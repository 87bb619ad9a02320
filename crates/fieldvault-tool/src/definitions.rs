//! Static descriptor definitions for the built-in tools
//!
//! Each function returns the ordered descriptor sequence one tool advertises.
//! Nested shapes are assembled bottom-up from typed constructors.

use crate::descriptor::PropertyDescriptor;

/// Arguments for looking up a snippet by name
pub fn snippet_lookup_properties() -> Vec<PropertyDescriptor> {
    vec![PropertyDescriptor::string(
        "snippetname",
        "The name of the snippet.",
    )]
}

/// Arguments for saving a named snippet
pub fn snippet_save_properties() -> Vec<PropertyDescriptor> {
    vec![
        PropertyDescriptor::string("snippetname", "The name of the snippet."),
        PropertyDescriptor::string("snippet", "The content of the snippet."),
    ]
}

/// Flat arguments for a single sensor reading
pub fn simple_sensor_properties() -> Vec<PropertyDescriptor> {
    vec![
        PropertyDescriptor::string("sensor_id", "ID of the sensor"),
        PropertyDescriptor::string("metric_name", "Name of the metric"),
        PropertyDescriptor::number("value", "Value of the metric"),
        PropertyDescriptor::string("unit", "Unit of the metric"),
        PropertyDescriptor::datetime("timestamp", "Timestamp of the data"),
        PropertyDescriptor::boolean(
            "IsCalibrated",
            "If the device is calibrated manually (true) or automatically (false)",
        ),
    ]
}

/// Nested arguments for a full IoT device report
pub fn complex_sensor_properties() -> Vec<PropertyDescriptor> {
    vec![
        PropertyDescriptor::string("device_id", "Unique identifier of the device"),
        PropertyDescriptor::datetime("timestamp", "Timestamp of the device data"),
        PropertyDescriptor::object(
            "location",
            "Geographical and descriptive location of the device",
            location_properties(),
        ),
        PropertyDescriptor::array(
            "sensors",
            "List of sensors attached to the device",
            PropertyDescriptor::object("sensor", "Sensor information", sensor_properties()),
        ),
        PropertyDescriptor::array(
            "events",
            "List of events generated by the device",
            PropertyDescriptor::object("event", "Event information", event_properties()),
        ),
        PropertyDescriptor::object(
            "configuration",
            "Device configuration details",
            configuration_properties(),
        ),
    ]
}

fn location_properties() -> Vec<PropertyDescriptor> {
    vec![
        PropertyDescriptor::number("latitude", "Latitude of the device location"),
        PropertyDescriptor::number("longitude", "Longitude of the device location"),
        PropertyDescriptor::number("altitude", "Altitude of the device location"),
        PropertyDescriptor::string("description", "Description of the device location"),
    ]
}

fn metric_properties() -> Vec<PropertyDescriptor> {
    vec![
        PropertyDescriptor::string("name", "Name of the metric"),
        PropertyDescriptor::number("value", "Value of the metric"),
        PropertyDescriptor::string("unit", "Unit of the metric"),
        PropertyDescriptor::number("timestamp", "Timestamp of the metric data (epoch seconds)"),
        PropertyDescriptor::boolean("is_calibrated", "Whether the metric is calibrated"),
        PropertyDescriptor::string("quality", "Quality status of the metric"),
    ]
}

fn status_properties() -> Vec<PropertyDescriptor> {
    vec![
        PropertyDescriptor::number("battery_level", "Battery level percentage"),
        PropertyDescriptor::number("signal_strength", "Signal strength in dBm"),
        PropertyDescriptor::number(
            "last_maintenance",
            "Timestamp of last maintenance (epoch seconds)",
        ),
        PropertyDescriptor::array(
            "errors",
            "List of error codes or messages",
            PropertyDescriptor::string("error", "Error code or message"),
        ),
    ]
}

fn sensor_properties() -> Vec<PropertyDescriptor> {
    vec![
        PropertyDescriptor::string("sensor_id", "Unique identifier of the sensor"),
        PropertyDescriptor::string("type", "Type of the sensor (e.g., temperature, humidity)"),
        PropertyDescriptor::array(
            "metrics",
            "List of metrics measured by the sensor",
            PropertyDescriptor::object("metric", "Metric information", metric_properties()),
        ),
        PropertyDescriptor::object(
            "status",
            "Status information of the sensor",
            status_properties(),
        ),
    ]
}

fn event_properties() -> Vec<PropertyDescriptor> {
    vec![
        PropertyDescriptor::string("event_id", "Unique identifier of the event"),
        PropertyDescriptor::string("type", "Type of the event"),
        PropertyDescriptor::string("sensor_id", "ID of the sensor related to the event"),
        PropertyDescriptor::string("metric", "Metric involved in the event"),
        PropertyDescriptor::number("value", "Value that triggered the event"),
        PropertyDescriptor::number("threshold", "Threshold value for the event"),
        PropertyDescriptor::number("timestamp", "Timestamp of the event (epoch seconds)"),
        PropertyDescriptor::string("severity", "Severity level of the event"),
    ]
}

fn network_properties() -> Vec<PropertyDescriptor> {
    vec![
        PropertyDescriptor::string("type", "Type of network connection (e.g., wifi, ethernet)"),
        PropertyDescriptor::string("ssid", "SSID of the WiFi network"),
        PropertyDescriptor::string("ip", "IP address of the device"),
    ]
}

fn configuration_properties() -> Vec<PropertyDescriptor> {
    vec![
        PropertyDescriptor::number("sampling_interval_sec", "Sampling interval in seconds"),
        PropertyDescriptor::number(
            "transmit_interval_sec",
            "Data transmission interval in seconds",
        ),
        PropertyDescriptor::string("firmware_version", "Firmware version of the device"),
        PropertyDescriptor::object(
            "network",
            "Network configuration details",
            network_properties(),
        ),
    ]
}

What you have to do – The whole listing above should be copied out exactly.

Output –
repository 87bb619ad9a02320
filename crates/fieldvault-tool/src/definitions.rs
//! Static descriptor definitions for the built-in tools
//!
//! Each function returns the ordered descriptor sequence one tool advertises.
//! Nested shapes are assembled bottom-up from typed constructors.

use crate::descriptor::PropertyDescriptor;

/// Arguments for looking up a snippet by name
pub fn snippet_lookup_properties() -> Vec<PropertyDescriptor> {
    vec![PropertyDescriptor::string(
        "snippetname",
        "The name of the snippet.",
    )]
}

/// Arguments for saving a named snippet
pub fn snippet_save_properties() -> Vec<PropertyDescriptor> {
    vec![
        PropertyDescriptor::string("snippetname", "The name of the snippet."),
        PropertyDescriptor::string("snippet", "The content of the snippet."),
    ]
}

/// Flat arguments for a single sensor reading
pub fn simple_sensor_properties() -> Vec<PropertyDescriptor> {
    vec![
        PropertyDescriptor::string("sensor_id", "ID of the sensor"),
        PropertyDescriptor::string("metric_name", "Name of the metric"),
        PropertyDescriptor::number("value", "Value of the metric"),
        PropertyDescriptor::string("unit", "Unit of the metric"),
        PropertyDescriptor::datetime("timestamp", "Timestamp of the data"),
        PropertyDescriptor::boolean(
            "IsCalibrated",
            "If the device is calibrated manually (true) or automatically (false)",
        ),
    ]
}

/// Nested arguments for a full IoT device report
pub fn complex_sensor_properties() -> Vec<PropertyDescriptor> {
    vec![
        PropertyDescriptor::string("device_id", "Unique identifier of the device"),
        PropertyDescriptor::datetime("timestamp", "Timestamp of the device data"),
        PropertyDescriptor::object(
            "location",
            "Geographical and descriptive location of the device",
            location_properties(),
        ),
        PropertyDescriptor::array(
            "sensors",
            "List of sensors attached to the device",
            PropertyDescriptor::object("sensor", "Sensor information", sensor_properties()),
        ),
        PropertyDescriptor::array(
            "events",
            "List of events generated by the device",
            PropertyDescriptor::object("event", "Event information", event_properties()),
        ),
        PropertyDescriptor::object(
            "configuration",
            "Device configuration details",
            configuration_properties(),
        ),
    ]
}

fn location_properties() -> Vec<PropertyDescriptor> {
    vec![
        PropertyDescriptor::number("latitude", "Latitude of the device location"),
        PropertyDescriptor::number("longitude", "Longitude of the device location"),
        PropertyDescriptor::number("altitude", "Altitude of the device location"),
        PropertyDescriptor::string("description", "Description of the device location"),
    ]
}

fn metric_properties() -> Vec<PropertyDescriptor> {
    vec![
        PropertyDescriptor::string("name", "Name of the metric"),
        PropertyDescriptor::number("value", "Value of the metric"),
        PropertyDescriptor::string("unit", "Unit of the metric"),
        PropertyDescriptor::number("timestamp", "Timestamp of the metric data (epoch seconds)"),
        PropertyDescriptor::boolean("is_calibrated", "Whether the metric is calibrated"),
        PropertyDescriptor::string("quality", "Quality status of the metric"),
    ]
}

fn status_properties() -> Vec<PropertyDescriptor> {
    vec![
        PropertyDescriptor::number("battery_level", "Battery level percentage"),
        PropertyDescriptor::number("signal_strength", "Signal strength in dBm"),
        PropertyDescriptor::number(
            "last_maintenance",
            "Timestamp of last maintenance (epoch seconds)",
        ),
        PropertyDescriptor::array(
            "errors",
            "List of error codes or messages",
            PropertyDescriptor::string("error", "Error code or message"),
        ),
    ]
}

fn sensor_properties() -> Vec<PropertyDescriptor> {
    vec![
        PropertyDescriptor::string("sensor_id", "Unique identifier of the sensor"),
        PropertyDescriptor::string("type", "Type of the sensor (e.g., temperature, humidity)"),
        PropertyDescriptor::array(
            "metrics",
            "List of metrics measured by the sensor",
            PropertyDescriptor::object("metric", "Metric information", metric_properties()),
        ),
        PropertyDescriptor::object(
            "status",
            "Status information of the sensor",
            status_properties(),
        ),
    ]
}

fn event_properties() -> Vec<PropertyDescriptor> {
    vec![
        PropertyDescriptor::string("event_id", "Unique identifier of the event"),
        PropertyDescriptor::string("type", "Type of the event"),
        PropertyDescriptor::string("sensor_id", "ID of the sensor related to the event"),
        PropertyDescriptor::string("metric", "Metric involved in the event"),
        PropertyDescriptor::number("value", "Value that triggered the event"),
        PropertyDescriptor::number("threshold", "Threshold value for the event"),
        PropertyDescriptor::number("timestamp", "Timestamp of the event (epoch seconds)"),
        PropertyDescriptor::string("severity", "Severity level of the event"),
    ]
}

fn network_properties() -> Vec<PropertyDescriptor> {
    vec![
        PropertyDescriptor::string("type", "Type of network connection (e.g., wifi, ethernet)"),
        PropertyDescriptor::string("ssid", "SSID of the WiFi network"),
        PropertyDescriptor::string("ip", "IP address of the device"),
    ]
}

fn configuration_properties() -> Vec<PropertyDescriptor> {
    vec![
        PropertyDescriptor::number("sampling_interval_sec", "Sampling interval in seconds"),
        PropertyDescriptor::number(
            "transmit_interval_sec",
            "Data transmission interval in seconds",
        ),
        PropertyDescriptor::string("firmware_version", "Firmware version of the device"),
        PropertyDescriptor::object(
            "network",
            "Network configuration details",
            network_properties(),
        ),
    ]
}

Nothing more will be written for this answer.